Error in LDAResults #42

BrianMiner · 2015-01-26T04:06:26Z

Following the example in https://github.com/columbia-applied-data-science/rosetta/blob/master/examples/vw_helpers.md

There is an error when I run LDAResults() the following error prints:

ImportError Traceback (most recent call last)
in ()
3 lda = LDAResults('C:\Users\Desktop\DATA\LDA\topics.dat',
4 'C:\Users\Desktop\DATA\LDA\predictions.dat', 'C:/Users/Desktop/DATA/LDA' + '/sff_basic.pkl',
----> 5 num_topics=num_topics)
6 lda.print_topics()

C:\Anaconda\lib\site-packages\rosetta\text\vw_helpers.pyc in init(self, topics_file, predictions_file, sfile_filter, num_topics, alpha, verbose)
230
231 if not isinstance(sfile_filter, text_processors.SFileFilter):
--> 232 sfile_filter = text_processors.SFileFilter.load(sfile_filter)
233
234 self.sfile_frame = sfile_filter.to_frame()

C:\Anaconda\lib\site-packages\rosetta\common_abc.pyc in load(cls, loadfile)
40 """
41 with smart_open(loadfile, 'rb') as f:
---> 42 return cPickle.load(f)

ImportError: No module named text_processors

langmore · 2015-01-26T13:11:22Z

The fact that text_processors is not seen points to an installation issue.
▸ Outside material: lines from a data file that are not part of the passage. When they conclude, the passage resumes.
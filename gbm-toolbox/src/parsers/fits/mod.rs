pub mod bintable;
pub mod header;

use std::fs;
use std::io::{BufRead, BufReader, Read};
use std::path::{Path, PathBuf};

use log::debug;

use crate::errors::Error;
use crate::headers::DataMode;
use crate::TableSource;

use self::bintable::BinTable;
use self::header::{data_size, read_header, BLOCK_SIZE};

#[derive(Debug, Clone, PartialEq)]
pub enum HeaderValue {
    Empty,
    Logical(bool),
    Integer(i64),
    Float(f64),
    Text(String),
}

impl HeaderValue {
    pub fn as_f64(&self) -> Option<f64> {
        match self {
            HeaderValue::Integer(x) => Some(*x as f64),
            HeaderValue::Float(x) => Some(*x),
            _ => None,
        }
    }

    pub fn as_str(&self) -> Option<&str> {
        match self {
            HeaderValue::Text(s) => Some(s.as_str()),
            _ => None,
        }
    }
}

/// Keyword/value pairs of one header unit, in file order.
#[derive(Debug, Clone, Default)]
pub struct Header {
    cards: Vec<(String, HeaderValue)>,
}

impl Header {
    pub fn new() -> Self {
        Self::default()
    }

    /// Later cards with the same keyword replace earlier ones.
    pub fn insert(&mut self, key: String, value: HeaderValue) {
        let key = key.to_ascii_uppercase();
        match self.cards.iter_mut().find(|(k, _)| *k == key) {
            Some(card) => card.1 = value,
            None => self.cards.push((key, value)),
        }
    }

    pub fn get<K: AsRef<str>>(&self, key: K) -> Option<&HeaderValue> {
        let key = key.as_ref();
        self.cards
            .iter()
            .find(|(k, _)| k.eq_ignore_ascii_case(key))
            .map(|(_, v)| v)
    }

    pub fn iter(&self) -> impl Iterator<Item = &(String, HeaderValue)> {
        self.cards.iter()
    }

    pub fn len(&self) -> usize {
        self.cards.len()
    }

    pub fn is_empty(&self) -> bool {
        self.cards.is_empty()
    }
}

/// One header-data unit. Only binary table extensions keep their data.
#[derive(Debug)]
pub struct Hdu {
    pub index: usize,
    pub header: Header,
    pub table: Option<BinTable>,
}

impl Hdu {
    pub fn name(&self) -> Option<&str> {
        self.header.get("EXTNAME").and_then(HeaderValue::as_str)
    }
}

/// Contents of a FITS file, read in full when opened.
#[derive(Debug)]
pub struct FitsFile {
    pub path: PathBuf,
    pub hdus: Vec<Hdu>,
}

impl FitsFile {
    /// Read every header-data unit of a FITS file.
    ///
    /// If the file does not exist a FileNotAvailable error will be returned.
    /// The file handle is closed before this returns, on success or failure.
    pub fn open<P: AsRef<Path>>(filename: P) -> Result<Self, Error> {
        let filename = filename.as_ref().to_path_buf();
        if !filename.exists() {
            return Err(Error::FileNotAvailable(filename.display().to_string()));
        }

        let mut buffered = BufReader::new(fs::File::open(&filename)?);
        if !buffered.fill_buf()?.starts_with(b"SIMPLE  =") {
            return Err(Error::InvalidHeader(format!(
                "{} is not a FITS file",
                filename.display()
            )));
        }
        let mut hdus = Vec::new();

        while !buffered.fill_buf()?.is_empty() {
            let index = hdus.len();
            let header = read_header(&mut buffered)?;
            if index == 0 && header.get("SIMPLE") != Some(&HeaderValue::Logical(true)) {
                return Err(Error::InvalidHeader(format!(
                    "{} is not a FITS file (missing SIMPLE = T)",
                    filename.display()
                )));
            }

            let size = data_size(&header)?;
            let padded = size.div_ceil(BLOCK_SIZE) * BLOCK_SIZE;
            let is_table = header.get("XTENSION").and_then(HeaderValue::as_str) == Some("BINTABLE");

            let table = if is_table {
                let mut data = vec![0; size];
                buffered.read_exact(&mut data)?;
                // the final block of a file is sometimes written without padding
                std::io::copy(&mut (&mut buffered).take((padded - size) as u64), &mut std::io::sink())?;
                Some(BinTable::new(&header, data)?)
            } else {
                std::io::copy(&mut (&mut buffered).take(padded as u64), &mut std::io::sink())?;
                None
            };

            let hdu = Hdu {
                index,
                header,
                table,
            };
            debug!(
                "{}: HDU {} {:?} ({} data bytes)",
                filename.display(),
                index,
                hdu.name().unwrap_or("PRIMARY"),
                size
            );
            hdus.push(hdu);
        }

        if hdus.is_empty() {
            return Err(Error::InvalidHeader(format!("{} is empty", filename.display())));
        }
        Ok(Self {
            path: filename,
            hdus,
        })
    }

    pub fn primary_header(&self) -> &Header {
        &self.hdus[0].header
    }

    pub fn hdu(&self, name: &str) -> Option<&Hdu> {
        self.hdus
            .iter()
            .find(|h| h.name().map_or(false, |n| n.eq_ignore_ascii_case(name)))
    }

    /// Readout mode from the `DATATYPE` keyword of the primary header.
    pub fn data_mode(&self) -> DataMode {
        self.primary_header()
            .get("DATATYPE")
            .and_then(HeaderValue::as_str)
            .map(DataMode::from_keyword)
            .unwrap_or(DataMode::NotImplemented)
    }
}

impl TableSource for FitsFile {
    type Table = BinTable;

    fn table(&self, name: &str) -> Result<&BinTable, Error> {
        let hdu = self
            .hdu(name)
            .ok_or_else(|| Error::Format(format!("no {} table in {}", name, self.path.display())))?;
        hdu.table
            .as_ref()
            .ok_or_else(|| Error::Format(format!("{} is not a binary table", name)))
    }

    fn table_at(&self, index: usize) -> Result<&BinTable, Error> {
        let hdu = self.hdus.get(index).ok_or_else(|| {
            Error::Format(format!("{} has no HDU {}", self.path.display(), index))
        })?;
        hdu.table
            .as_ref()
            .ok_or_else(|| Error::Format(format!("HDU {} is not a binary table", index)))
    }
}

impl std::fmt::Display for FitsFile {
    fn fmt(&self, f: &mut std::fmt::Formatter) -> std::fmt::Result {
        let mut string = String::from("");
        for hdu in &self.hdus {
            string.push_str(&format!("HDU {} {}\n", hdu.index, hdu.name().unwrap_or("PRIMARY")));
            for (key, value) in hdu.header.iter() {
                string.push_str(&format!("  {:<8}: {}\n", key, value));
            }
        }
        write!(f, "{}", string)
    }
}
I see you're on Windows. I'm not sure to what extent windows + rosetta has been tested.

BrianMiner · 2015-01-26T13:58:08Z

Other functions up to this point appear to work, following https://github.com/columbia-applied-data-science/rosetta/blob/master/examples/vw_helpers.md.

BrianMiner · 2015-01-26T14:17:18Z

I am probably missing something, but the bit that seems to cause the error is this:
text_processors.SFileFilter.load

But when I look on github and class SFileFilter under text_processors I dont see a load function. There is a load_sfile function though.

dkrasner · 2015-01-26T15:49:36Z

the load() method comes from the SaveLoad class which SFileFilter inherits

perhaps you can trace through and point out exact where the error occurs?

also as Ian has pointed out we really don't develop or test in a windows environment so it's a bit hard to see what might or might not work

BrianMiner · 2015-01-26T16:52:53Z

Any suggestion on how to trace to the error?

I have never seen any instances were a pure python lib failed on Windows, but I am sure it must happen.

ApproximateIdentity · 2015-01-26T19:19:02Z

Since it's an import error, can you import text processors? I.e. does the following work?

from rosetta.text import text_processors

Could you post a (ideally minimal) gist that causes this error?

BrianMiner · 2015-01-26T21:17:48Z

Yes, I can import that which is what is so strange. I don't have a gist set up, but here is what i was attempting. Note: I wasn't sure how to process a single file that had documents as rows, versus representing each document as a file in a folder. So....I broke up such a document into multiple documents (is this required?).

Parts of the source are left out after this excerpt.